2020-01-22 Thread Peter S. Shenkin
Hi,

I still believe that Acepentalene should not be recognized by RDKit as
aromatic, because there is no ring that contains 4n+2 electrons. The fact
that counting bonds not in the outer ring gives 10 electrons should not
make the outer ring aromatic. Moreover, RDKit seems to perceive aromaticity
correctly (using this criterion) in several similar systems which have 4n+2
electrons in the outer ring but in which counting additional electrons in
bonds not in the ring would, following Greg's interpretation, make them
non-aromatic.

Here are several examples, starting with a recap of Acepentalene.

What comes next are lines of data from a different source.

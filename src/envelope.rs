use crate::error::EnvelopeError;
use base64::alphabet;
use base64::engine::{DecodePaddingMode, GeneralPurpose, GeneralPurposeConfig};
use base64::Engine as _;
use regex::Regex;
use std::sync::OnceLock;

pub const PREFIX: &str = "[&";
pub const SUFFIX: &str = "]";

/// Whole-token grammar: `[&`, zero or more full base64 quads, an optional
/// padded final quad, `]`.
static ENVELOPE: OnceLock<Regex> = OnceLock::new();

fn envelope_pattern() -> &'static Regex {
    ENVELOPE.get_or_init(|| {
        Regex::new(r"^\[&((?:[A-Za-z0-9+/]{4})*(?:[A-Za-z0-9+/]{2}==|[A-Za-z0-9+/]{3}=)?)\]$")
            .expect("Invalid envelope regex")
    })
}

/// Standard alphabet with padding. Non-zero trailing bits are accepted so
/// that everything the grammar admits also decodes.
const BASE64: GeneralPurpose = GeneralPurpose::new(
    &alphabet::STANDARD,
    GeneralPurposeConfig::new()
        .with_encode_padding(true)
        .with_decode_padding_mode(DecodePaddingMode::RequireCanonical)
        .with_decode_allow_trailing_bits(true),
);

/// Wraps raw link bytes as `[&<base64>]`.
pub fn wrap(bytes: &[u8]) -> String {
    let mut text = String::with_capacity(PREFIX.len() + SUFFIX.len() + bytes.len().div_ceil(3) * 4);
    text.push_str(PREFIX);
    BASE64.encode_string(bytes, &mut text);
    text.push_str(SUFFIX);
    text
}

/// Strips the envelope and decodes the base64 body. The match is anchored:
/// surrounding text, whitespace or a second token are all rejected.
pub fn unwrap(text: &str) -> Result<Vec<u8>, EnvelopeError> {
    let captures = envelope_pattern()
        .captures(text)
        .ok_or_else(|| EnvelopeError::Malformed(describe_mismatch(text)))?;

    let body = captures.get(1).map_or("", |m| m.as_str());
    if body.is_empty() {
        return Ok(Vec::new());
    }

    BASE64
        .decode(body)
        .map_err(|e| EnvelopeError::Malformed(format!("invalid base64 body: {}", e)))
}

/// Cheap check for whether `text` is exactly one well-formed token.
pub fn is_envelope(text: &str) -> bool {
    envelope_pattern().is_match(text)
}

fn describe_mismatch(text: &str) -> String {
    if text.is_empty() {
        "empty input".to_string()
    } else if !text.starts_with(PREFIX) {
        format!("expected '{}' prefix", PREFIX)
    } else if !text.ends_with(SUFFIX) {
        format!("expected '{}' suffix", SUFFIX)
    } else {
        "body is not padded standard base64".to_string()
    }
}
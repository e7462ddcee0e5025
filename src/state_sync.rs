use crate::meter_state::MeterState;
use tokio::sync::mpsc::{self, error::TrySendError, Receiver, Sender};
use tracing::warn;

/// Host-platform capabilities fed from [`MeterState`].
#[derive(Debug, Clone, Copy, PartialEq, Eq)]
pub enum Capability {
    MeasurePower,
    MeterOffPeak,
    MeasureGas,
    MeterGas,
    MeterPower,
    MeterPowerPeak,
    MeterPowerOffPeak,
    MeterPowerProducedPeak,
    MeterPowerProducedOffPeak,
}

impl Capability {
    pub fn id(self) -> &'static str {
        match self {
            Capability::MeasurePower => "measure_power",
            Capability::MeterOffPeak => "meter_offPeak",
            Capability::MeasureGas => "measure_gas",
            Capability::MeterGas => "meter_gas",
            Capability::MeterPower => "meter_power",
            Capability::MeterPowerPeak => "meter_power.peak",
            Capability::MeterPowerOffPeak => "meter_power.offPeak",
            Capability::MeterPowerProducedPeak => "meter_power.producedPeak",
            Capability::MeterPowerProducedOffPeak => "meter_power.producedOffPeak",
        }
    }
}

#[derive(Debug, Clone, Copy, PartialEq)]
pub enum CapabilityValue {
    Number(Option<f64>),
    Flag(Option<bool>),
}

#[derive(Debug, Clone, Copy, PartialEq)]
pub enum Trigger {
    TariffChanged { offpeak: bool },
    PowerChanged { power_w: f64 },
}

impl Trigger {
    pub fn id(&self) -> &'static str {
        match self {
            Trigger::TariffChanged { .. } => "tariff_changed",
            Trigger::PowerChanged { .. } => "power_changed",
        }
    }
}

/// Everything the poller reports to the host platform.
#[derive(Debug, Clone, PartialEq)]
pub enum SyncEvent {
    Capability(Capability, CapabilityValue),
    Available,
    Unavailable(String),
    Trigger(Trigger),
    SettingChanged { key: &'static str, value: String },
}

/// Sending half of the host-platform event channel.
#[derive(Debug, Clone)]
pub struct StateSync {
    sender: Sender<SyncEvent>,
}

impl StateSync {
    pub fn new(sender: Sender<SyncEvent>) -> Self {
        Self { sender }
    }

    pub fn channel(capacity: usize) -> (Self, Receiver<SyncEvent>) {
        let (tx, rx) = mpsc::channel(capacity);
        (Self::new(tx), rx)
    }

    /// Pushes every capability backed by `state`.
    pub fn push_meter_state(&self, state: &MeterState) {
        let values = [
            (
                Capability::MeasurePower,
                CapabilityValue::Number(state.instantaneous_power_w),
            ),
            (
                Capability::MeterOffPeak,
                CapabilityValue::Flag(state.is_offpeak_now),
            ),
            (
                Capability::MeasureGas,
                CapabilityValue::Number(state.instantaneous_gas_m3),
            ),
            (
                Capability::MeterGas,
                CapabilityValue::Number(state.cumulative_gas_m3),
            ),
            (
                Capability::MeterPower,
                CapabilityValue::Number(state.cumulative_energy_kwh),
            ),
            (
                Capability::MeterPowerPeak,
                CapabilityValue::Number(state.cumulative_energy_peak_kwh),
            ),
            (
                Capability::MeterPowerOffPeak,
                CapabilityValue::Number(state.cumulative_energy_offpeak_kwh),
            ),
            (
                Capability::MeterPowerProducedPeak,
                CapabilityValue::Number(state.cumulative_energy_peak_produced_kwh),
            ),
            (
                Capability::MeterPowerProducedOffPeak,
                CapabilityValue::Number(state.cumulative_energy_offpeak_produced_kwh),
            ),
        ];
        for (capability, value) in values {
            self.send(SyncEvent::Capability(capability, value));
        }
    }

    pub fn set_available(&self) {
        self.send(SyncEvent::Available);
    }

    pub fn set_unavailable(&self, reason: impl Into<String>) {
        self.send(SyncEvent::Unavailable(reason.into()));
    }

    pub fn trigger(&self, trigger: Trigger) {
        self.send(SyncEvent::Trigger(trigger));
    }

    pub fn setting_changed(&self, key: &'static str, value: String) {
        self.send(SyncEvent::SettingChanged { key, value });
    }

    /// Never waits on the consumer; events that do not fit are dropped.
    fn send(&self, event: SyncEvent) {
        match self.sender.try_send(event) {
            Ok(()) => {}
            Err(TrySendError::Full(event)) => {
                warn!(?event, "state sync consumer lagging, dropping event")
            }
            Err(TrySendError::Closed(event)) => {
                warn!(?event, "state sync receiver closed, dropping event")
            }
        }
    }
}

For Acepentalene itself, as Greg pointed out, there are 9 electrons in the
outer ring, but since no single ring contains 4n+2 electrons, I do not
believe it should be considered aromatic.

[image: acepentalene.png]

---
Now consider the closely related compound created by making one of those
5-membered rings a 7-membered ring. It's called aceazulylene (yes, I had to
look this up! ). The outer ring is aromatic in my view, because it has 10
(i.e., 4n+2) electrons. The ring system has 12 electrons, and so it would
seem that based on Greg's discusiion of acepentalene, it should be
perceived as non-aromatic. Yet RDKit perceives it as aromatic — correctly,
in my view. As a side issue, I would have thought that, as in azulene, the
internal bonds and the central carbon would not have been perceived as
aromatic by RDKit; this is the same issue that Andrew originally raised for
Acepentalene.

[image: aceazulylene.png]

---
Now consider dicyclopenta[cd,gh]pentalene from Schleyer's paper (referenced
in Andrew Dalke's recent email). Again, this molecule has 12 electrons in
total, so that again, based on Greg's discussion of acepentalene, I'd have
thought RDKit would consider it non-aromatic. But the outer ring consists
of a pi system containing 4n+2 electrons, and so, in my view, it should be
considered aromatic. Schleyer's calculations agree. And again, as in
aceazulylene, RDKit in fact correctly perceives it as aromatic, although,
as in aceazulylene,, the internal bonds and carbons should probably not be
perceived as aromatic.

[image: dicyclopenta[cd,gh]pentalene.png]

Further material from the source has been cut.